- Assigned task -
Once the line containing "use uuid::Uuid;" has been written out, stop; until then, restate each line of the entries below word for word from the first.
------------------------------------------------
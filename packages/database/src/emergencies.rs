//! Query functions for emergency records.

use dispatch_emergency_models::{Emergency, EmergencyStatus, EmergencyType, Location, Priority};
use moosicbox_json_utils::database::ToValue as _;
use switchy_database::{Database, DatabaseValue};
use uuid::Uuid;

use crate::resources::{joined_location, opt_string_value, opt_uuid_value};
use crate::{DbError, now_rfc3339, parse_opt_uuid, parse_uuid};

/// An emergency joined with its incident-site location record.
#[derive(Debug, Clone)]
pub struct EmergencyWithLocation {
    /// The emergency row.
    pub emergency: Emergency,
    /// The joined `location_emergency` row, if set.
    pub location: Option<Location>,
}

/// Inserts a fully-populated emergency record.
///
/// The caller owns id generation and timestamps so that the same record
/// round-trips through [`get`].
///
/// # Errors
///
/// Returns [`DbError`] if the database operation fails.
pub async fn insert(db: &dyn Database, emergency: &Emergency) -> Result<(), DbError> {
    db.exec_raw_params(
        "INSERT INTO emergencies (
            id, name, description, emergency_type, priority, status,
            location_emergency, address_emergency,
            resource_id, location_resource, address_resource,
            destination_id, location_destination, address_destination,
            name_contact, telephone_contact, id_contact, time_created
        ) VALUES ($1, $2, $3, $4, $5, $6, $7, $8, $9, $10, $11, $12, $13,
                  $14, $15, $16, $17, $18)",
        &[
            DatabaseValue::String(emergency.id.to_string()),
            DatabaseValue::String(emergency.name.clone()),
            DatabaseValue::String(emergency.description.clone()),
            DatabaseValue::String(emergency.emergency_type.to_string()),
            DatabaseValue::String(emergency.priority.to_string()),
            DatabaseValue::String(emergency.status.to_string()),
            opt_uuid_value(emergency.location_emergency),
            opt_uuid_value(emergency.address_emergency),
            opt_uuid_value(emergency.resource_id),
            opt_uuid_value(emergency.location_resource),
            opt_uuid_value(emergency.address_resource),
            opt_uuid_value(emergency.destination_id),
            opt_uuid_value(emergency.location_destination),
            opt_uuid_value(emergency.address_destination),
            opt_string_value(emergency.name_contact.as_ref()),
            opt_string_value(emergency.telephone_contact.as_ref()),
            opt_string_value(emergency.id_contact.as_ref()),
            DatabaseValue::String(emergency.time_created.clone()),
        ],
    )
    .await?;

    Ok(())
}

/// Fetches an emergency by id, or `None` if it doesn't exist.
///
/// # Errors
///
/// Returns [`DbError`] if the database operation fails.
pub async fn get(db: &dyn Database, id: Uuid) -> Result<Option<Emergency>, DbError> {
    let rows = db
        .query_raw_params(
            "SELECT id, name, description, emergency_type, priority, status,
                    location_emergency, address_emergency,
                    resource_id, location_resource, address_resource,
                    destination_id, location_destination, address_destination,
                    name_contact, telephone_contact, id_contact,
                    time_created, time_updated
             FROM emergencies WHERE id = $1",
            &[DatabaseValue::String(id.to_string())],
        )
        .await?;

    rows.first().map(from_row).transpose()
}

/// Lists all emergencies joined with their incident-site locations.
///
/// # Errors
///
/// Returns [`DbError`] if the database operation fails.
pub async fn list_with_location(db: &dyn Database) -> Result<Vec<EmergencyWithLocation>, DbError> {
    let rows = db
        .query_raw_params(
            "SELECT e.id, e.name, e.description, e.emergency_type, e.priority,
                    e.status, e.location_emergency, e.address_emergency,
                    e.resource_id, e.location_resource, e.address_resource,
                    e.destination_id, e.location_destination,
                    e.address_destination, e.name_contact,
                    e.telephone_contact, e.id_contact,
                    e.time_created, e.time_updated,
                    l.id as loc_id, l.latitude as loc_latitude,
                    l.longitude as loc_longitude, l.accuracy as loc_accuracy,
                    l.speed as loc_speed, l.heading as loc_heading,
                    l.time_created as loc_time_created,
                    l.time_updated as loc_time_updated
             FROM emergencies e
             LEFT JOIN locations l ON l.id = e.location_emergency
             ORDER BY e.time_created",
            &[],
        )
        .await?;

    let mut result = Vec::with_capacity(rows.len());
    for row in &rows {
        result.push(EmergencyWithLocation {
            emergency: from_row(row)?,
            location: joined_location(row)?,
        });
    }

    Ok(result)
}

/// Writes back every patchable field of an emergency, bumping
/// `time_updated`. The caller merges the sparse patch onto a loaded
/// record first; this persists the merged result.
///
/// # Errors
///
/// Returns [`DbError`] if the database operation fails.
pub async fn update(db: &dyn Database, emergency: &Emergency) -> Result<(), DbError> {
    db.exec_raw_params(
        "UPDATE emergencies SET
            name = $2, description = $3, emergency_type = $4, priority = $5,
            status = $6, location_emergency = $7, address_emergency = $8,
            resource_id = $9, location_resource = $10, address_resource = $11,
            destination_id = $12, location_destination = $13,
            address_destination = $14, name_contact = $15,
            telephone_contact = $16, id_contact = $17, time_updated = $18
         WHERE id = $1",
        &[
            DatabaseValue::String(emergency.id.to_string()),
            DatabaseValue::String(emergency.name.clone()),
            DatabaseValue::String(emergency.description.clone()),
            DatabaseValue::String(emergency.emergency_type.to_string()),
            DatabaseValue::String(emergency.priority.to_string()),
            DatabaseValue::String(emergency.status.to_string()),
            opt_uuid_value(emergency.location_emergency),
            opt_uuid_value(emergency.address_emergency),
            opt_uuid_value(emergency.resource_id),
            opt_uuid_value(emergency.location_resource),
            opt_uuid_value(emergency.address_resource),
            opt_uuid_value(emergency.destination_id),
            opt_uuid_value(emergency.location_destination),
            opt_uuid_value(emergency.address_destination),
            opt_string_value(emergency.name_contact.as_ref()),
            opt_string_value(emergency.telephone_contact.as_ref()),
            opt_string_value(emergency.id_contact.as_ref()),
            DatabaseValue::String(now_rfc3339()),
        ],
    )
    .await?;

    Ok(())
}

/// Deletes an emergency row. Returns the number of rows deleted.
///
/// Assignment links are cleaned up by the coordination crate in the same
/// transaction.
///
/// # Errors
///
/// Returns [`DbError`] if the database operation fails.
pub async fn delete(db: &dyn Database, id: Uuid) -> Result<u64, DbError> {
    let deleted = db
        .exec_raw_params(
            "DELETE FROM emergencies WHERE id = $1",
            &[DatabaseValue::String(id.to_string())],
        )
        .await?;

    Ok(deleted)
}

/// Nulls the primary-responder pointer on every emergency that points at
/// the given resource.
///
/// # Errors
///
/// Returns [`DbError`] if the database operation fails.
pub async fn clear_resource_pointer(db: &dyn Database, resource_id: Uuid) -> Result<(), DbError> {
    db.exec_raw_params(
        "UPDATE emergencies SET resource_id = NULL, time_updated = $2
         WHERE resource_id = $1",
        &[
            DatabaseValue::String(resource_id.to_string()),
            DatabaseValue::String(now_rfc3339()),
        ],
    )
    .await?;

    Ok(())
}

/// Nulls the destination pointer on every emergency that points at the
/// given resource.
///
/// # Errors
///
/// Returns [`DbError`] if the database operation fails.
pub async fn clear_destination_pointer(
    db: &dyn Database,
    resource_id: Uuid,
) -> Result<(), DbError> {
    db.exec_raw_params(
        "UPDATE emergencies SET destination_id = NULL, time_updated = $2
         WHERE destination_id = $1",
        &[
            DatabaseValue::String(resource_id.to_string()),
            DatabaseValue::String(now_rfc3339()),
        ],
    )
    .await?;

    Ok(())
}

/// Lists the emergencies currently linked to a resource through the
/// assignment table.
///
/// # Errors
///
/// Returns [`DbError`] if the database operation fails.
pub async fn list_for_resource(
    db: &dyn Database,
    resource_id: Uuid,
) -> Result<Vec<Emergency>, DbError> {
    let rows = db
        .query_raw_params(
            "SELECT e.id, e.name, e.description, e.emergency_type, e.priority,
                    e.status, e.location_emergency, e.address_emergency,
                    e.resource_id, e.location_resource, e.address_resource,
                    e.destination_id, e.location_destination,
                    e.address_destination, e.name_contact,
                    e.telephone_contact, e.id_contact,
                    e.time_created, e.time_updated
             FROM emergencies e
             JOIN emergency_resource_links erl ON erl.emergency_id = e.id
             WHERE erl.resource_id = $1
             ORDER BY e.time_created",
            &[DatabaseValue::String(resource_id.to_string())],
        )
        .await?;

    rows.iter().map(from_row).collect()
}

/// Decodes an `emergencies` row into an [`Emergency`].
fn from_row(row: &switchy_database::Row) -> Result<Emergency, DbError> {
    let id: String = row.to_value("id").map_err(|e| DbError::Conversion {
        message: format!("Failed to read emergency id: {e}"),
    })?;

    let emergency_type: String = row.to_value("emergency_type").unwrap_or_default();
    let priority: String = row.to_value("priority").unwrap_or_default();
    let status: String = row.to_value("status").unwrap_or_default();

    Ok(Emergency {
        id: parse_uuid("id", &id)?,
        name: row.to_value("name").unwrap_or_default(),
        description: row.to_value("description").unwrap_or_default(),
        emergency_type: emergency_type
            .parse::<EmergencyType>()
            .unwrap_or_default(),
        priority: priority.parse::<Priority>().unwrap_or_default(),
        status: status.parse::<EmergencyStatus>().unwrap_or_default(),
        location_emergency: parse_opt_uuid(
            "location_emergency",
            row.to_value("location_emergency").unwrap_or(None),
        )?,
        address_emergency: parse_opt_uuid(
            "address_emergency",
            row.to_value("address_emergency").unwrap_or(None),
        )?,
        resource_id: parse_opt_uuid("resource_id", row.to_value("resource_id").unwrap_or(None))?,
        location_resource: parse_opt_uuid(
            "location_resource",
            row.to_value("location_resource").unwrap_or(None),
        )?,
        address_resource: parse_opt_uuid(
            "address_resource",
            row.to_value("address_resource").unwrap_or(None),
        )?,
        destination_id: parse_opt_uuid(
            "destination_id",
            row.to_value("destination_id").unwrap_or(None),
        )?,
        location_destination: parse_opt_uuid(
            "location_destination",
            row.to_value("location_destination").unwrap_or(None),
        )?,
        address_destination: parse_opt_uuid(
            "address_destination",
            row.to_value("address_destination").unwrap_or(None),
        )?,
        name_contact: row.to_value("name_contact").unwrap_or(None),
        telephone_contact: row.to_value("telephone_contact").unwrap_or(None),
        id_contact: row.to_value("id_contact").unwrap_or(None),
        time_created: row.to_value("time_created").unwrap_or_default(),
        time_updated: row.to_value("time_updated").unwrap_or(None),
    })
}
------------------------------------------------
- Exercise solution -
filename packages/database/src/emergencies.rs
//! Query functions for emergency records.

use dispatch_emergency_models::{Emergency, EmergencyStatus, EmergencyType, Location, Priority};
use moosicbox_json_utils::database::ToValue as _;
use switchy_database::{Database, DatabaseValue};
use uuid::Uuid;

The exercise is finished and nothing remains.